On July 1, the interest rate on subsidized federal student loans will double on borrowing made after that date -- unless Congress passes new legislation.
For each of 7.4 million borrowers, that means adding an extra $1,000 onto the life of an average loan if the interest rate is 6.8 percent, instead of its current 3.4 percent, according to the White House. But keeping the rate where it is would cost $6 billion a year, the White House said.
The push-and-pull of this issue promises to be lively in Congress, as lawmakers tackle the deficit, and on the campaign trail, as candidates solicit votes from the middle class and college students.
President Barack Obama today will visit three college campuses -- the University of North Carolina at Chapel Hill, the University of Colorado at Boulder and the University of Iowa in Iowa City -- to promote his effort to keep the interest rate the same.
In a phone news conference Monday, Cecilia Muñoz, assistant to the president and director of his Domestic Policy Council, noted that student loan debt now outstrips credit card debt, and that tuition and fees have more than doubled over two decades. She said making college financially accessible is important to the economy and can help to put students on the path to the middle class.
Republican presidential candidate Mitt Romney, who was campaigning Monday in Pennsylvania, also embraced the low-interest extension.

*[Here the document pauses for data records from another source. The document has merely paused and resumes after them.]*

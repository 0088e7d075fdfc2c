use voicelink_core::AudioError;

/// Nearest-neighbor rate conversion, no anti-aliasing filter.
///
/// Output length is `floor(len / (source / target))`; equal rates return
/// the input unchanged.
pub fn resample(samples: &[f32], source_rate: u32, target_rate: u32) -> Vec<f32> {
    if source_rate == target_rate || samples.is_empty() {
        return samples.to_vec();
    }

    let ratio = source_rate as f64 / target_rate as f64;
    let out_len = (samples.len() as f64 / ratio) as usize;
    let mut out = Vec::with_capacity(out_len);

    for i in 0..out_len {
        let src = (i as f64 * ratio).round() as usize;
        out.push(samples[src.min(samples.len() - 1)]);
    }

    out
}

/// Pack float samples into little-endian signed 16-bit PCM. Samples are
/// clamped to [-1, 1]; negative values scale by 0x8000, non-negative by
/// 0x7FFF, so both endpoints land exactly on the i16 range.
pub fn encode_pcm16(samples: &[f32]) -> Vec<u8> {
    let mut out = Vec::with_capacity(samples.len() * 2);
    for &sample in samples {
        let value = sample.clamp(-1.0, 1.0);
        let scaled = if value < 0.0 {
            value * 0x8000 as f32
        } else {
            value * 0x7FFF as f32
        } as i16;
        out.extend_from_slice(&scaled.to_le_bytes());
    }
    out
}

/// Unpack little-endian signed 16-bit PCM into float samples (`i16 / 32768`).
pub fn decode_pcm16(bytes: &[u8]) -> Result<Vec<f32>, AudioError> {
    if bytes.len() % 2 != 0 {
        return Err(AudioError::Decode(format!(
            "PCM16 payload has odd length {}",
            bytes.len()
        )));
    }

    let mut out = Vec::with_capacity(bytes.len() / 2);
    for pair in bytes.chunks_exact(2) {
        let value = i16::from_le_bytes([pair[0], pair[1]]);
        out.push(value as f32 / 32768.0);
    }
    Ok(out)
}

"I support extending the temporary relief on interest rates for students," Mr. Romney said, although he did not offer specifics on how the extension should be paid for or how long it should last. He said he supports the extension because of "extraordinarily poor conditions in the job market."
House Republicans oppose legislation to temporarily extend low-interest rates. But a senior GOP staff member said they were studying ways to extend the program.
Some Republicans have objected to another temporary measure to extend the lower rates without cutting spending to pay for them. "I have serious concerns about any proposal that simply kicks the can down the road and creates more uncertainty in the long run, which is what put us in this situation in the first place," said Rep. John Kline, R-Minn., chairman of the House Committee on Education and the Workforce.
The last time the interest rate on federal subsidized student loans was reduced was after the Democrats pledged in 2006 to slash student loan interest rates, then 6.8 percent, in half, said Mark Kantrowitz of Cranberry, publisher of finaid.org. "When time came to implement it," he said, "they realized how expensive it would be."
Instead of all student loans, Congress -- in the College Cost Reduction and Access Act of 2007 -- gradually lowered the interest rate on just the subsidized federal Stafford loans starting in 2008-09, reaching 3.4 percent in 2011-12. The legislation approved then calls for the rate to rise back to 6.8 percent after June 30, unless other legislation is passed.
The interest rate on unsubsidized federal Stafford loans is 6.8 percent. For subsidized Stafford loans, the federal government pays interest while the student is attending school.
Also, starting July 1, graduate and professional students will not be able to get new subsidized Stafford loans. The terms for loans already made do not change.
Richard Esposito, director of financial aid at Duquesne University, hopes that legislation passes, although a plan calling for a lower rate for just year would be a "short-term fix," he said. "I think it's very important. [The higher rate] just creates more debt for the students when they leave school."
Mr. Kantrowitz said he was concerned that federal money for higher education is becoming a "zero-sum game, where more money for one program means less for the other."
He noted that Pell grants, which help low-income students with higher education costs, are at the same maximum level of $5,550 as they were in 2010-11 and are to rise by $85 in 2013-14. Pell funding was cut $8 billion last year and nearly $2 billion this year, and now faces a funding shortfall, he said. "If you're trading off a one-year extension of a 3.4 percent interest rate versus cuts to Pell, letting the interest rates rise is the lesser of two evils," Mr. Kantrowitz said.
The maximum amount of subsidized Stafford loans varies by year, starting with $3,500 in the first year, with a maximum total of $23,000 by graduation.